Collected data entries
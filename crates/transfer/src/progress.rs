//! Live, process-local upload progress.
//!
//! Progress is advisory: the chunk ledger is the durable record of what has
//! landed, so losing this state on restart only affects what clients see
//! until the next chunk arrives.

use std::collections::HashMap;
use std::sync::atomic::{AtomicBool, AtomicU32, AtomicU64, Ordering};
use std::sync::{Arc, Mutex, PoisonError, RwLock};
use std::time::Duration;

use photoloom_protocol::{ProgressSnapshot, ProgressStatus, percentage};
use tokio::time::Instant;
use tokio_util::sync::CancellationToken;
use tracing::debug;
use uuid::Uuid;

/// Storage for progress entries.
///
/// The in-process [`MemoryProgressStore`] is the default; a shared cache can
/// implement this to serve progress across several nodes.
pub trait ProgressStore: Send + Sync {
    /// Creates a fresh zeroed entry, replacing any previous one.
    fn initialize(&self, target_id: Uuid, owner_id: Uuid, total_bytes: u64, total_chunks: u32);

    /// Adds `size` bytes and one chunk to the counters.
    fn record_chunk(&self, target_id: Uuid, size: u64) -> Option<ProgressSnapshot>;

    /// Moves the entry to `status`. Terminal entries are never changed again.
    fn set_status(
        &self,
        target_id: Uuid,
        status: ProgressStatus,
        error: Option<String>,
    ) -> Option<ProgressSnapshot>;

    fn snapshot(&self, target_id: Uuid) -> Option<ProgressSnapshot>;

    /// Flags a terminal entry as seen by a client so it can be evicted.
    fn mark_observed(&self, target_id: Uuid);

    fn remove(&self, target_id: Uuid);

    /// Drops observed terminal entries and entries idle for at least
    /// `max_idle`. Returns how many were removed.
    fn evict_idle(&self, max_idle: Duration) -> usize;
}

struct ProgressEntry {
    owner_id: Uuid,
    total_bytes: u64,
    total_chunks: u32,
    uploaded_bytes: AtomicU64,
    uploaded_chunks: AtomicU32,
    observed: AtomicBool,
    state: Mutex<EntryState>,
}

struct EntryState {
    status: ProgressStatus,
    error: Option<String>,
    updated_at: Instant,
}

impl ProgressEntry {
    fn snapshot(&self, target_id: Uuid) -> ProgressSnapshot {
        let state = self.state.lock().unwrap_or_else(PoisonError::into_inner);
        let uploaded_bytes = self.uploaded_bytes.load(Ordering::Acquire);
        ProgressSnapshot {
            target_id,
            owner_id: self.owner_id,
            status: state.status,
            uploaded_bytes,
            total_bytes: self.total_bytes,
            percentage: percentage(uploaded_bytes, self.total_bytes),
            uploaded_chunks: self.uploaded_chunks.load(Ordering::Acquire),
            total_chunks: self.total_chunks,
            error: state.error.clone(),
        }
    }

    fn touch(&self) {
        let mut state = self.state.lock().unwrap_or_else(PoisonError::into_inner);
        state.updated_at = Instant::now();
    }
}

/// Keyed in-memory progress table with atomic per-entry counters.
#[derive(Default)]
pub struct MemoryProgressStore {
    entries: RwLock<HashMap<Uuid, Arc<ProgressEntry>>>,
}

impl MemoryProgressStore {
    pub fn new() -> Self {
        Self::default()
    }

    fn entry(&self, target_id: Uuid) -> Option<Arc<ProgressEntry>> {
        let entries = self.entries.read().unwrap_or_else(PoisonError::into_inner);
        entries.get(&target_id).cloned()
    }

    pub fn len(&self) -> usize {
        self.entries
            .read()
            .unwrap_or_else(PoisonError::into_inner)
            .len()
    }

    pub fn is_empty(&self) -> bool {
        self.len() == 0
    }
}

impl ProgressStore for MemoryProgressStore {
    fn initialize(&self, target_id: Uuid, owner_id: Uuid, total_bytes: u64, total_chunks: u32) {
        let entry = Arc::new(ProgressEntry {
            owner_id,
            total_bytes,
            total_chunks,
            uploaded_bytes: AtomicU64::new(0),
            uploaded_chunks: AtomicU32::new(0),
            observed: AtomicBool::new(false),
            state: Mutex::new(EntryState {
                status: ProgressStatus::Uploading,
                error: None,
                updated_at: Instant::now(),
            }),
        });
        let mut entries = self.entries.write().unwrap_or_else(PoisonError::into_inner);
        entries.insert(target_id, entry);
    }

    fn record_chunk(&self, target_id: Uuid, size: u64) -> Option<ProgressSnapshot> {
        let entry = self.entry(target_id)?;
        entry.uploaded_bytes.fetch_add(size, Ordering::AcqRel);
        entry.uploaded_chunks.fetch_add(1, Ordering::AcqRel);
        entry.touch();
        Some(entry.snapshot(target_id))
    }

    fn set_status(
        &self,
        target_id: Uuid,
        status: ProgressStatus,
        error: Option<String>,
    ) -> Option<ProgressSnapshot> {
        let entry = self.entry(target_id)?;
        {
            let mut state = entry.state.lock().unwrap_or_else(PoisonError::into_inner);
            if state.status.is_terminal() {
                debug!(%target_id, current = ?state.status, requested = ?status, "progress already terminal");
            } else {
                state.status = status;
                state.error = error;
                state.updated_at = Instant::now();
            }
        }
        Some(entry.snapshot(target_id))
    }

    fn snapshot(&self, target_id: Uuid) -> Option<ProgressSnapshot> {
        self.entry(target_id).map(|e| e.snapshot(target_id))
    }

    fn mark_observed(&self, target_id: Uuid) {
        if let Some(entry) = self.entry(target_id) {
            entry.observed.store(true, Ordering::Release);
        }
    }

    fn remove(&self, target_id: Uuid) {
        let mut entries = self.entries.write().unwrap_or_else(PoisonError::into_inner);
        entries.remove(&target_id);
    }

    fn evict_idle(&self, max_idle: Duration) -> usize {
        let now = Instant::now();
        let mut entries = self.entries.write().unwrap_or_else(PoisonError::into_inner);
        let before = entries.len();
        entries.retain(|_, entry| {
            let state = entry.state.lock().unwrap_or_else(PoisonError::into_inner);
            let seen_terminal =
                state.status.is_terminal() && entry.observed.load(Ordering::Acquire);
            let idle = now.duration_since(state.updated_at) >= max_idle;
            !(seen_terminal || idle)
        });
        before - entries.len()
    }
}

/// Callback invoked with every progress change.
pub type ProgressCallback = Box<dyn Fn(&ProgressSnapshot) + Send + Sync>;

/// Progress facade used by the receiver and assembler.
///
/// Wraps a [`ProgressStore`] and pushes every change to registered callbacks
/// (e.g. a websocket broadcaster).
pub struct ProgressTracker {
    store: Arc<dyn ProgressStore>,
    callbacks: RwLock<Vec<ProgressCallback>>,
}

impl Default for ProgressTracker {
    fn default() -> Self {
        Self::new(Arc::new(MemoryProgressStore::new()))
    }
}

impl ProgressTracker {
    pub fn new(store: Arc<dyn ProgressStore>) -> Self {
        Self {
            store,
            callbacks: RwLock::new(Vec::new()),
        }
    }

    /// Registers a progress callback.
    pub fn on_progress(&self, callback: ProgressCallback) {
        let mut callbacks = self.callbacks.write().unwrap_or_else(PoisonError::into_inner);
        callbacks.push(callback);
    }

    fn publish(&self, snapshot: Option<ProgressSnapshot>) -> Option<ProgressSnapshot> {
        if let Some(snapshot) = &snapshot {
            let callbacks = self.callbacks.read().unwrap_or_else(PoisonError::into_inner);
            for cb in callbacks.iter() {
                cb(snapshot);
            }
        }
        snapshot
    }

    pub fn initialize(&self, target_id: Uuid, owner_id: Uuid, total_bytes: u64, total_chunks: u32) {
        self.store
            .initialize(target_id, owner_id, total_bytes, total_chunks);
        self.publish(self.store.snapshot(target_id));
    }

    pub fn record_chunk(&self, target_id: Uuid, size: u64) -> Option<ProgressSnapshot> {
        self.publish(self.store.record_chunk(target_id, size))
    }

    pub fn mark_assembling(&self, target_id: Uuid) -> Option<ProgressSnapshot> {
        self.publish(
            self.store
                .set_status(target_id, ProgressStatus::Assembling, None),
        )
    }

    pub fn complete(&self, target_id: Uuid) -> Option<ProgressSnapshot> {
        self.publish(
            self.store
                .set_status(target_id, ProgressStatus::Completed, None),
        )
    }

    pub fn fail(&self, target_id: Uuid, message: impl Into<String>) -> Option<ProgressSnapshot> {
        self.publish(self.store.set_status(
            target_id,
            ProgressStatus::Failed,
            Some(message.into()),
        ))
    }

    pub fn cancel(&self, target_id: Uuid) -> Option<ProgressSnapshot> {
        self.publish(
            self.store
                .set_status(target_id, ProgressStatus::Cancelled, None),
        )
    }

    /// Returns the current state without side effects.
    pub fn snapshot(&self, target_id: Uuid) -> Option<ProgressSnapshot> {
        self.store.snapshot(target_id)
    }

    /// Returns the current state for a client, flagging terminal entries as
    /// observed so the next eviction pass can drop them.
    pub fn observe(&self, target_id: Uuid) -> Option<ProgressSnapshot> {
        let snapshot = self.store.snapshot(target_id)?;
        if snapshot.status.is_terminal() {
            self.store.mark_observed(target_id);
        }
        Some(snapshot)
    }

    pub fn remove(&self, target_id: Uuid) {
        self.store.remove(target_id);
    }

    pub fn evict_idle(&self, max_idle: Duration) -> usize {
        self.store.evict_idle(max_idle)
    }

    /// Runs [`evict_idle`](Self::evict_idle) every `interval` until `cancel` fires.
    pub fn spawn_eviction(
        self: &Arc<Self>,
        interval: Duration,
        max_idle: Duration,
        cancel: CancellationToken,
    ) -> tokio::task::JoinHandle<()> {
        let tracker = Arc::clone(self);
        tokio::spawn(async move {
            let mut ticker = tokio::time::interval(interval);
            ticker.set_missed_tick_behavior(tokio::time::MissedTickBehavior::Delay);
            loop {
                tokio::select! {
                    _ = ticker.tick() => {
                        let removed = tracker.evict_idle(max_idle);
                        if removed > 0 {
                            debug!(removed, "evicted progress entries");
                        }
                    }
                    _ = cancel.cancelled() => break,
                }
            }
        })
    }
}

ACTIVITY
Please copy only the lines between the first line of the entries and the line with "pub trait ProgressStore: Send", keeping those two end lines as well, exactly as written.

OUTPUT BELOW
filename crates/transfer/src/progress.rs
//! Live, process-local upload progress.
//!
//! Progress is advisory: the chunk ledger is the durable record of what has
//! landed, so losing this state on restart only affects what clients see
//! until the next chunk arrives.

use std::collections::HashMap;
use std::sync::atomic::{AtomicBool, AtomicU32, AtomicU64, Ordering};
use std::sync::{Arc, Mutex, PoisonError, RwLock};
use std::time::Duration;

use photoloom_protocol::{ProgressSnapshot, ProgressStatus, percentage};
use tokio::time::Instant;
use tokio_util::sync::CancellationToken;
use tracing::debug;
use uuid::Uuid;

/// Storage for progress entries.
///
/// The in-process [`MemoryProgressStore`] is the default; a shared cache can
/// implement this to serve progress across several nodes.
pub trait ProgressStore: Send + Sync {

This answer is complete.